The PSX KSE-100 index decline extended into Tuesday as rising government bond yields and policy uncertainty weighed on investor confidence.
Based on the Pakistan Stock Exchange trade summary, the benchmark index traded between a high of 169,237.51 points and a low of 163,907.59, compared with the previous close of 167,691.08. The volatile session followed Monday’s sharp drop of 5,478.63 points.
Selling pressure intensified after a surge in government bond yields during the State Bank of Pakistan (SBP) auction last week. Policy tightening amid rising inflation and weaker earnings projections triggered broad-based losses.
The ongoing decline in the PSX KSE-100 index has also been influenced by external developments. Fresh US tariffs on imported goods came into effect after President Donald Trump moved to rebuild his trade agenda following a Supreme Court ruling.
Read: PSX KSE-100 Index Drops 3.16% as US-Iran Tensions Weigh on Market
The new duties, initially set at 10%, are described as a response to US balance-of-payments deficits. Trump has signalled a possible increase to 15%, while sector-specific tariffs on steel and automobiles remain in place.
At the same time, geopolitical tensions added to market caution. Trump stated he would decide within “10 or 15 days” whether to order strikes on Iran if nuclear talks fail. The US and Iran have held indirect discussions in Oman and Switzerland, with further talks scheduled.
Uncertainty over the outcome of Pakistan’s IMF third review talks also contributed to bearish sentiment.
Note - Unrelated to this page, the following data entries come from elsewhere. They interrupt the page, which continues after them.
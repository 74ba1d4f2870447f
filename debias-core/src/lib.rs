//! # Core models and helpers for read-count bias correction.
//!
//! This crate holds the genomic interval models ([models::Region],
//! [models::RegionSet]) shared by every stage, the coordinate alignment used
//! when pairing signal positions with covariate rows, and the genome division
//! that splits analysis regions into fixed-size jobs.
//!
pub mod align;
pub mod consts;
pub mod divide;
pub mod errors;
pub mod models;
pub mod utils;

pub use align::align_coordinates;
pub use divide::{array_split, divide_genome};
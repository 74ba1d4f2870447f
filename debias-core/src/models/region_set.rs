use anyhow::Result;
use std::collections::{BTreeSet, HashMap};
use std::fmt::{self, Display};
use std::fs::File;
use std::io::{BufRead, BufWriter, Write};
use std::ops::Add;
use std::path::{Path, PathBuf};

use crate::errors::RegionSetError;
use crate::models::Region;
use crate::utils::get_dynamic_reader;

///
/// RegionSet struct, an ordered collection of regions that keeps track of the
/// total number of bases it covers and of the chromosomes it touches.
///
/// `cumulative_size` always equals the sum of the member widths; it is updated
/// on every insertion.
///
#[derive(Clone, Debug, Default)]
pub struct RegionSet {
    regions: Vec<Region>,
    cumulative_size: u64,
    chroms: BTreeSet<String>,
    pub path: Option<PathBuf>,
}

impl TryFrom<&Path> for RegionSet {
    type Error = anyhow::Error;

    ///
    /// Create a new [RegionSet] from a bed file (optionally gzipped).
    ///
    /// Lines starting with `browser`, `track` or `#`, and a leading column
    /// header line, are skipped.
    fn try_from(value: &Path) -> Result<Self> {
        let reader = get_dynamic_reader(value)?;

        let mut region_set = RegionSet::new();
        let mut first_line = true;

        for line in reader.lines() {
            let line = line?;

            if line.trim().is_empty()
                || line.starts_with("browser")
                || line.starts_with("track")
                || line.starts_with('#')
            {
                first_line = false;
                continue;
            }

            // column headers like `chr start end` without a leading #
            if first_line {
                first_line = false;
                let is_header = line
                    .split_whitespace()
                    .nth(1)
                    .is_some_and(|field| field.parse::<u32>().is_err());
                if is_header {
                    continue;
                }
            }

            region_set.push(line.parse::<Region>()?);
        }

        if region_set.is_empty() {
            return Err(RegionSetError::EmptyRegionSet(value.display().to_string()).into());
        }

        region_set.path = Some(value.to_owned());
        region_set.sort();

        Ok(region_set)
    }
}

impl TryFrom<&str> for RegionSet {
    type Error = anyhow::Error;

    fn try_from(value: &str) -> Result<Self> {
        RegionSet::try_from(Path::new(value))
    }
}

impl TryFrom<PathBuf> for RegionSet {
    type Error = anyhow::Error;

    fn try_from(value: PathBuf) -> Result<Self> {
        RegionSet::try_from(value.as_path())
    }
}

impl From<Vec<Region>> for RegionSet {
    fn from(regions: Vec<Region>) -> Self {
        let mut region_set = RegionSet::new();
        for region in regions {
            region_set.push(region);
        }
        region_set
    }
}

impl FromIterator<Region> for RegionSet {
    fn from_iter<T: IntoIterator<Item = Region>>(iter: T) -> Self {
        let mut region_set = RegionSet::new();
        for region in iter {
            region_set.push(region);
        }
        region_set
    }
}

impl<'a> IntoIterator for &'a RegionSet {
    type Item = &'a Region;
    type IntoIter = std::slice::Iter<'a, Region>;

    fn into_iter(self) -> Self::IntoIter {
        self.regions.iter()
    }
}

impl Add for RegionSet {
    type Output = RegionSet;

    /// Union of two region sets: members are concatenated, sizes summed and
    /// chromosome sets merged.
    fn add(mut self, other: RegionSet) -> RegionSet {
        self.cumulative_size += other.cumulative_size;
        self.chroms.extend(other.chroms);
        self.regions.extend(other.regions);
        self.path = None;
        self
    }
}

impl PartialEq for RegionSet {
    fn eq(&self, other: &Self) -> bool {
        self.regions == other.regions && self.cumulative_size == other.cumulative_size
    }
}

impl RegionSet {
    pub fn new() -> Self {
        RegionSet::default()
    }

    ///
    /// Append a region, keeping `cumulative_size` and `chroms` current.
    ///
    pub fn push(&mut self, region: Region) {
        self.cumulative_size += region.width() as u64;
        if !self.chroms.contains(&region.chr) {
            self.chroms.insert(region.chr.clone());
        }
        self.regions.push(region);
    }

    pub fn regions(&self) -> &[Region] {
        &self.regions
    }

    pub fn iter(&self) -> std::slice::Iter<'_, Region> {
        self.regions.iter()
    }

    ///
    /// Total number of bases covered by the members.
    ///
    pub fn cumulative_size(&self) -> u64 {
        self.cumulative_size
    }

    ///
    /// Distinct chromosomes present, in lexical order.
    ///
    pub fn chroms(&self) -> &BTreeSet<String> {
        &self.chroms
    }

    pub fn len(&self) -> usize {
        self.regions.len()
    }

    pub fn is_empty(&self) -> bool {
        self.regions.is_empty()
    }

    ///
    /// Sort regions by chromosome, then start.
    ///
    pub fn sort(&mut self) {
        self.regions
            .sort_by(|a, b| a.chr.cmp(&b.chr).then_with(|| a.start.cmp(&b.start)));
    }

    ///
    /// Merge overlapping and book-ended regions. The result is sorted.
    ///
    pub fn merged(&self) -> RegionSet {
        let mut sorted = self.regions.clone();
        sorted.sort_by(|a, b| a.chr.cmp(&b.chr).then_with(|| a.start.cmp(&b.start)));

        let mut merged: Vec<Region> = Vec::with_capacity(sorted.len());
        for region in sorted {
            match merged.last_mut() {
                Some(last) if last.touches(&region) => {
                    last.end = last.end.max(region.end);
                }
                _ => merged.push(region),
            }
        }

        let mut result = RegionSet::from(merged);
        result.path = self.path.clone();
        result
    }

    ///
    /// Remove every base covered by `excluded`, splitting members where needed.
    ///
    pub fn subtract(&self, excluded: &RegionSet) -> RegionSet {
        let excluded = excluded.merged();
        let mut blocked: HashMap<&str, Vec<(u32, u32)>> = HashMap::new();
        for region in excluded.regions.iter() {
            blocked
                .entry(region.chr.as_str())
                .or_default()
                .push((region.start, region.end));
        }

        let mut result = RegionSet::new();
        for region in &self.regions {
            let Some(intervals) = blocked.get(region.chr.as_str()) else {
                result.push(region.clone());
                continue;
            };

            let mut cursor = region.start;
            for &(start, end) in intervals {
                if end <= cursor || start >= region.end {
                    continue;
                }
                if start > cursor {
                    result.push(Region {
                        chr: region.chr.clone(),
                        start: cursor,
                        end: start,
                    });
                }
                cursor = cursor.max(end);
                if cursor >= region.end {
                    break;
                }
            }
            if cursor < region.end {
                result.push(Region {
                    chr: region.chr.clone(),
                    start: cursor,
                    end: region.end,
                });
            }
        }
        result.path = self.path.clone();
        result
    }

    ///
    /// Restrict regions to known chromosomes and clip them to the chromosome
    /// length. Returns the clipped set and the names of chromosomes that were
    /// dropped because they have no known length.
    ///
    pub fn clip_to_chrom_sizes(&self, chrom_sizes: &HashMap<String, u32>) -> (RegionSet, Vec<String>) {
        let mut result = RegionSet::new();
        let mut missing: BTreeSet<String> = BTreeSet::new();

        for region in &self.regions {
            match chrom_sizes.get(&region.chr) {
                Some(&length) => {
                    let end = region.end.min(length);
                    if end > region.start {
                        result.push(Region {
                            chr: region.chr.clone(),
                            start: region.start,
                            end,
                        });
                    }
                }
                None => {
                    missing.insert(region.chr.clone());
                }
            }
        }

        result.path = self.path.clone();
        (result, missing.into_iter().collect())
    }

    ///
    /// Save a regionset to disk as bed file
    ///
    /// # Arguments
    /// - path: the path to the file to dump to
    pub fn to_bed<T: AsRef<Path>>(&self, path: T) -> std::io::Result<()> {
        let path = path.as_ref();

        if let Some(parent) = path.parent() {
            std::fs::create_dir_all(parent)?;
        }

        let mut file = BufWriter::new(File::create(path)?);

        for region in &self.regions {
            writeln!(file, "{}", region.as_string())?;
        }
        file.flush()
    }
}

impl Display for RegionSet {
    fn fmt(&self, f: &mut fmt::Formatter<'_>) -> fmt::Result {
        write!(
            f,
            "RegionSet with {} regions ({} bp).",
            self.len(),
            self.cumulative_size
        )
    }
}

#[cfg(test)]
mod tests {
    use super::*;

    use pretty_assertions::assert_eq;
    use rstest::*;
    use std::io::Write;

    fn region(chr: &str, start: u32, end: u32) -> Region {
        Region::new(chr, start, end).unwrap()
    }

    #[fixture]
    fn bed_file() -> tempfile::NamedTempFile {
        let mut file = tempfile::Builder::new().suffix(".bed").tempfile().unwrap();
        writeln!(file, "track name=test").unwrap();
        writeln!(file, "chr2\t100\t200").unwrap();
        writeln!(file, "chr1\t500\t1500\tpeak").unwrap();
        writeln!(file, "chr1\t0\t100").unwrap();
        file.flush().unwrap();
        file
    }

    #[rstest]
    fn test_open_from_path(bed_file: tempfile::NamedTempFile) {
        let region_set = RegionSet::try_from(bed_file.path()).unwrap();

        assert_eq!(region_set.len(), 3);
        assert_eq!(region_set.cumulative_size(), 1200);
        assert_eq!(region_set.regions()[0], region("chr1", 0, 100));
        assert_eq!(region_set.regions()[2], region("chr2", 100, 200));
        assert_eq!(region_set.path.as_deref(), Some(bed_file.path()));
    }

    #[rstest]
    fn test_open_bed_gz() {
        use flate2::Compression;
        use flate2::write::GzEncoder;

        let dir = tempfile::tempdir().unwrap();
        let path = dir.path().join("regions.bed.gz");
        let mut encoder = GzEncoder::new(File::create(&path).unwrap(), Compression::default());
        writeln!(encoder, "chr1\t10\t20").unwrap();
        encoder.finish().unwrap();

        let region_set = RegionSet::try_from(path.as_path()).unwrap();
        assert_eq!(region_set.regions(), &[region("chr1", 10, 20)]);
    }

    #[rstest]
    fn test_open_empty_file_fails() {
        let file = tempfile::Builder::new().suffix(".bed").tempfile().unwrap();
        assert!(RegionSet::try_from(file.path()).is_err());
    }

    #[rstest]
    fn test_cumulative_size_tracks_pushes() {
        let mut region_set = RegionSet::new();
        region_set.push(region("chr1", 0, 10));
        region_set.push(region("chr1", 20, 25));
        region_set.push(region("chrX", 5, 7));

        assert_eq!(region_set.cumulative_size(), 17);
        assert_eq!(
            region_set.chroms().iter().cloned().collect::<Vec<_>>(),
            vec!["chr1".to_string(), "chrX".to_string()]
        );
    }

    #[rstest]
    fn test_union() {
        let a = RegionSet::from(vec![region("chr1", 0, 10)]);
        let b = RegionSet::from(vec![region("chr2", 0, 5), region("chr1", 50, 60)]);

        let union = a + b;
        assert_eq!(union.len(), 3);
        assert_eq!(union.cumulative_size(), 25);
        assert_eq!(union.chroms().len(), 2);
    }

    #[rstest]
    fn test_merged() {
        let region_set = RegionSet::from(vec![
            region("chr1", 50, 80),
            region("chr1", 0, 10),
            region("chr1", 10, 20),
            region("chr1", 70, 100),
            region("chr2", 0, 10),
        ]);

        let merged = region_set.merged();
        assert_eq!(
            merged.regions(),
            &[
                region("chr1", 0, 20),
                region("chr1", 50, 100),
                region("chr2", 0, 10)
            ]
        );
        assert_eq!(merged.cumulative_size(), 80);
    }

    #[rstest]
    fn test_subtract() {
        let region_set = RegionSet::from(vec![region("chr1", 0, 100), region("chr2", 0, 50)]);
        let blacklist = RegionSet::from(vec![
            region("chr1", 10, 20),
            region("chr1", 15, 30),
            region("chr1", 90, 150),
            region("chr3", 0, 10),
        ]);

        let result = region_set.subtract(&blacklist);
        assert_eq!(
            result.regions(),
            &[
                region("chr1", 0, 10),
                region("chr1", 30, 90),
                region("chr2", 0, 50)
            ]
        );
        assert_eq!(result.cumulative_size(), 120);
    }

    #[rstest]
    fn test_subtract_unsorted_blacklist() {
        let region_set = RegionSet::from(vec![region("chr1", 0, 100)]);
        let blacklist = RegionSet::from(vec![
            region("chr1", 60, 70),
            region("chr1", 5, 10),
            region("chr1", 65, 80),
        ]);

        assert_eq!(
            region_set.subtract(&blacklist).regions(),
            &[region("chr1", 0, 5), region("chr1", 10, 60), region("chr1", 80, 100)]
        );
    }

    #[rstest]
    fn test_subtract_everything() {
        let region_set = RegionSet::from(vec![region("chr1", 10, 20)]);
        let blacklist = RegionSet::from(vec![region("chr1", 0, 100)]);
        assert!(region_set.subtract(&blacklist).is_empty());
    }

    #[rstest]
    fn test_clip_to_chrom_sizes() {
        let region_set = RegionSet::from(vec![
            region("chr1", 0, 100),
            region("chr1", 90, 200),
            region("chr1", 150, 200),
            region("chrUn", 0, 10),
        ]);
        let chrom_sizes = HashMap::from([("chr1".to_string(), 120)]);

        let (clipped, missing) = region_set.clip_to_chrom_sizes(&chrom_sizes);
        assert_eq!(
            clipped.regions(),
            &[region("chr1", 0, 100), region("chr1", 90, 120)]
        );
        assert_eq!(missing, vec!["chrUn".to_string()]);
    }

    #[rstest]
    fn test_save_bed(bed_file: tempfile::NamedTempFile) {
        let region_set = RegionSet::try_from(bed_file.path()).unwrap();
        let dir = tempfile::tempdir().unwrap();
        let path = dir.path().join("out/regions.bed");

        region_set.to_bed(&path).unwrap();

        let reread = RegionSet::try_from(path.as_path()).unwrap();
        assert_eq!(reread, region_set);
    }
}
Domestically, economic data presented mixed signals. Pakistan posted a current account surplus of $121 million in January, supported by strong remittances and lower imports. However, the cumulative position for 7MFY26 showed a deficit of $1.07 billion compared with a surplus a year earlier.
Meanwhile, weekly inflation measured by the Sensitive Price Indicator (SPI) rose 1.16% in the week ended February 19, with year-on-year inflation at 5.19%, according to the Pakistan Bureau of Statistics.
Market participants remain cautious as bond yields, global trade developments, and geopolitical risks continue to shape investor behaviour.